Prima del 26 giugno, il giorno delle primarie del 14esimo distretto di New York, quasi nessuno fuori dal Queens e dal Bronx aveva sentito nominare Ocasio-Cortez. Wikipedia non aveva nemmeno una pagina su di lei, e tra i maggiori quotidiani americani aveva parlato di lei soltanto il New York Times in un paio di articoli. Il tutto nonostante Ocasio-Cortez fosse una candidata evidentemente fuori dall’ordinarietà, per la sua giovane età e per le sue idee molto di sinistra, simili a quelle di Bernie Sanders alle primarie presidenziali del 2016 (di cui lei era stata volontaria). Joe Crowley, il candidato più forte del collegio nonché il deputato uscente, fu tra quelli che la sottovalutarono: anche perché a poche settimane dal voto i sondaggi la davano indietro di 30 punti.
E invece, contro ogni previsione, Ocasio-Cortez ha ottenuto oltre il 57 per cento dei voti, contro il 42 e rotti di Crowley, in quello che è diventato un caso su tutti i principali media americani, concordi nel definire quel risultato una delle più grandi sorprese nella storia politica recente degli Stati Uniti. Alle elezioni di metà mandato del prossimo novembre, Ocasio-Cortez sfiderà Anthony Pappas, il docente universitario candidato per il Partito Repubblicano, che però secondo tutte le previsioni non ha una chance, vista la solida storia di voto per i Democratici di quel collegio.

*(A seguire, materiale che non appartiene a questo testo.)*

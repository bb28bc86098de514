//! Key/value storage shared by every window of the application.
//!
//! Writes made through one window's handle are announced to the other
//! windows' subscribers, never to the writer itself, and only when the stored
//! value actually changed.

use crate::error::StorageError;
use crossbeam_channel::{Receiver, Sender, unbounded};
use kiosk_i18n_core::Language;
use parking_lot::Mutex;
use serde::{Deserialize, Serialize};
use std::collections::HashMap;
use std::sync::Arc;

/// A change made by another window.
#[derive(Clone, Debug, Eq, PartialEq)]
pub struct StorageEvent {
    pub key: String,
    pub old_value: Option<String>,
    pub new_value: Option<String>,
}

pub trait Storage {
    fn get(&self, key: &str) -> Result<Option<String>, StorageError>;

    fn set(&self, key: &str, value: &str) -> Result<(), StorageError>;

    /// Receives changes made by other windows from now on.
    fn subscribe(&self) -> Result<Receiver<StorageEvent>, StorageError>;
}

/// Identifies one window connected to a [`SharedStorage`].
#[derive(Clone, Copy, Debug, Eq, Hash, PartialEq)]
pub struct WindowId(u64);

#[derive(Debug, Default)]
struct Shared {
    entries: HashMap<String, String>,
    listeners: Vec<(WindowId, Sender<StorageEvent>)>,
    next_window: u64,
    disabled: bool,
}

/// In-memory storage shared between windows, possibly on different threads.
#[derive(Clone, Debug, Default)]
pub struct SharedStorage {
    inner: Arc<Mutex<Shared>>,
}

impl SharedStorage {
    pub fn new() -> Self {
        Self::default()
    }

    /// Storage on which every operation fails with
    /// [`StorageError::Unavailable`].
    pub fn disabled() -> Self {
        let storage = Self::default();
        storage.set_disabled(true);
        storage
    }

    pub fn set_disabled(&self, disabled: bool) {
        self.inner.lock().disabled = disabled;
    }

    /// Connects a new window.
    pub fn handle(&self) -> StorageHandle {
        let mut shared = self.inner.lock();
        let id = WindowId(shared.next_window);
        shared.next_window += 1;
        StorageHandle {
            id,
            inner: Arc::clone(&self.inner),
        }
    }

    /// Reads a value directly, bypassing the availability switch.
    pub fn peek(&self, key: &str) -> Option<String> {
        self.inner.lock().entries.get(key).cloned()
    }
}

/// One window's view of a [`SharedStorage`].
#[derive(Clone, Debug)]
pub struct StorageHandle {
    id: WindowId,
    inner: Arc<Mutex<Shared>>,
}

impl StorageHandle {
    pub fn window(&self) -> WindowId {
        self.id
    }
}

impl Storage for StorageHandle {
    fn get(&self, key: &str) -> Result<Option<String>, StorageError> {
        let shared = self.inner.lock();
        if shared.disabled {
            return Err(StorageError::Unavailable);
        }
        Ok(shared.entries.get(key).cloned())
    }

    fn set(&self, key: &str, value: &str) -> Result<(), StorageError> {
        let mut shared = self.inner.lock();
        if shared.disabled {
            return Err(StorageError::Unavailable);
        }

        let old_value = shared.entries.insert(key.to_string(), value.to_string());
        if old_value.as_deref() == Some(value) {
            return Ok(());
        }

        let event = StorageEvent {
            key: key.to_string(),
            old_value,
            new_value: Some(value.to_string()),
        };
        let writer = self.id;
        shared
            .listeners
            .retain(|(window, tx)| *window == writer || tx.send(event.clone()).is_ok());

        Ok(())
    }

    fn subscribe(&self) -> Result<Receiver<StorageEvent>, StorageError> {
        let mut shared = self.inner.lock();
        if shared.disabled {
            return Err(StorageError::Unavailable);
        }
        let (tx, rx) = unbounded();
        shared.listeners.push((self.id, tx));
        Ok(rx)
    }
}

/// The record written to the broadcast key to wake other windows.
///
/// `t` (Unix milliseconds) makes consecutive broadcasts of the same
/// language distinct values, so they still produce a change notification.
#[derive(Clone, Debug, Deserialize, Eq, PartialEq, Serialize)]
pub struct BroadcastEnvelope {
    pub t: i64,
    pub lang: String,
}

impl BroadcastEnvelope {
    pub fn new(lang: Language) -> Self {
        Self {
            t: jiff::Timestamp::now().as_millisecond(),
            lang: lang.code().to_string(),
        }
    }

    pub fn to_json(&self) -> Result<String, StorageError> {
        Ok(serde_json::to_string(self)?)
    }

    /// Parses a stored envelope, `None` if it is malformed.
    pub fn parse(raw: &str) -> Option<Self> {
        match serde_json::from_str(raw) {
            Ok(envelope) => Some(envelope),
            Err(err) => {
                tracing::debug!("Ignoring malformed broadcast '{}': {}", raw, err);
                None
            },
        }
    }

    /// The announced language, if it is a supported one.
    pub fn language(&self) -> Option<Language> {
        Language::parse(&self.lang)
    }
}

#[cfg(test)]
mod tests {
    use super::*;

    #[test]
    fn notifies_other_windows_only() {
        let storage = SharedStorage::new();
        let a = storage.handle();
        let b = storage.handle();
        let rx_a = a.subscribe().unwrap();
        let rx_b = b.subscribe().unwrap();

        a.set("selectedLanguage", "ru").unwrap();

        assert!(rx_a.try_recv().is_err());
        assert_eq!(
            rx_b.try_recv().unwrap(),
            StorageEvent {
                key: "selectedLanguage".to_string(),
                old_value: None,
                new_value: Some("ru".to_string()),
            }
        );
        assert_eq!(b.get("selectedLanguage").unwrap().as_deref(), Some("ru"));
    }

    #[test]
    fn unchanged_value_is_silent() {
        let storage = SharedStorage::new();
        let a = storage.handle();
        let b = storage.handle();
        a.set("selectedLanguage", "en").unwrap();
        let rx_b = b.subscribe().unwrap();

        a.set("selectedLanguage", "en").unwrap();

        assert!(rx_b.try_recv().is_err());
    }

    #[test]
    fn dropped_subscribers_are_pruned() {
        let storage = SharedStorage::new();
        let a = storage.handle();
        let b = storage.handle();
        drop(b.subscribe().unwrap());

        a.set("k", "v").unwrap();

        assert!(storage.inner.lock().listeners.is_empty());
    }

    #[test]
    fn disabled_storage_fails_every_call() {
        let storage = SharedStorage::disabled();
        let handle = storage.handle();

        assert!(matches!(handle.get("k"), Err(StorageError::Unavailable)));
        assert!(matches!(handle.set("k", "v"), Err(StorageError::Unavailable)));
        assert!(matches!(handle.subscribe(), Err(StorageError::Unavailable)));
        assert_eq!(storage.peek("k"), None);
    }

    #[test]
    fn envelope_round_trips_through_json() {
        let envelope = BroadcastEnvelope::new(Language::Ru);
        let raw = envelope.to_json().unwrap();

        assert!(raw.contains(r#""lang":"ru""#));
        assert_eq!(BroadcastEnvelope::parse(&raw), Some(envelope));
    }

    #[test]
    fn malformed_envelopes_are_rejected() {
        assert_eq!(BroadcastEnvelope::parse("not json"), None);
        assert_eq!(BroadcastEnvelope::parse(r#"{"lang":"ru"}"#), None);

        let unknown = BroadcastEnvelope::parse(r#"{"t":1,"lang":"de"}"#).unwrap();
        assert_eq!(unknown.language(), None);
    }
}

Ocasio-Cortez diventerà quindi con ogni probabilità la più giovane donna a essere eletta al Congresso.
È nata nel Bronx nel 1989, da un padre architetto nato lì e una madre nata in Porto Rico. I genitori, con l’aiuto della famiglia, riuscirono a raccogliere abbastanza soldi per mandarla a scuola in una zona più ricca della contea di Westchester, a nord di New York, frequentata prevalentemente da bianchi e nella quale si distinse come studentessa modello. Ocasio-Cortez riuscì a iscriversi alla Boston University, ma durante il suo secondo anno suo padre si ammalò di cancro ai polmoni e morì. «Rendimi orgoglioso», furono le sue ultime parole, ha raccontato Ocasio-Cortez, che si concentrò ancora di più sugli studi e iniziò a lavorare nello staff di un senatore per mantenersi. Sua madre dovette iniziare a fare più lavori, ma non bastò: Ocasio-Cortez sospese la sua carriera universitaria e si mise a fare la cameriera, senza riuscire a impedire che sua madre vendesse la casa e si trasferisse in Florida, per abbattere le spese.
Nonostante avesse lavorato come centralinista per la campagna elettorale di Barack Obama del 2008, il suo vero avvicinamento alla politica arrivò soltanto nel 2016, quando partecipò attivamente alla campagna elettorale di Sanders, il principale sfidante di Hillary Clinton alle primarie democratiche, che ottenne consensi inaspettati e riuscì ad attirare su di sé un grande entusiasmo tra la fascia di popolazione giovane, bianca e istruita, con le sue proposte radicali per gli standard del Partito Democratico. Ocasio-Cortez trovò il posto dove allestire il quartier generale della campagna elettorale nel Bronx, e incontrò molti rappresentanti della comunità locale afroamericana e LGBT, attivisti femministi e ambientalisti, sindacalisti eccetera.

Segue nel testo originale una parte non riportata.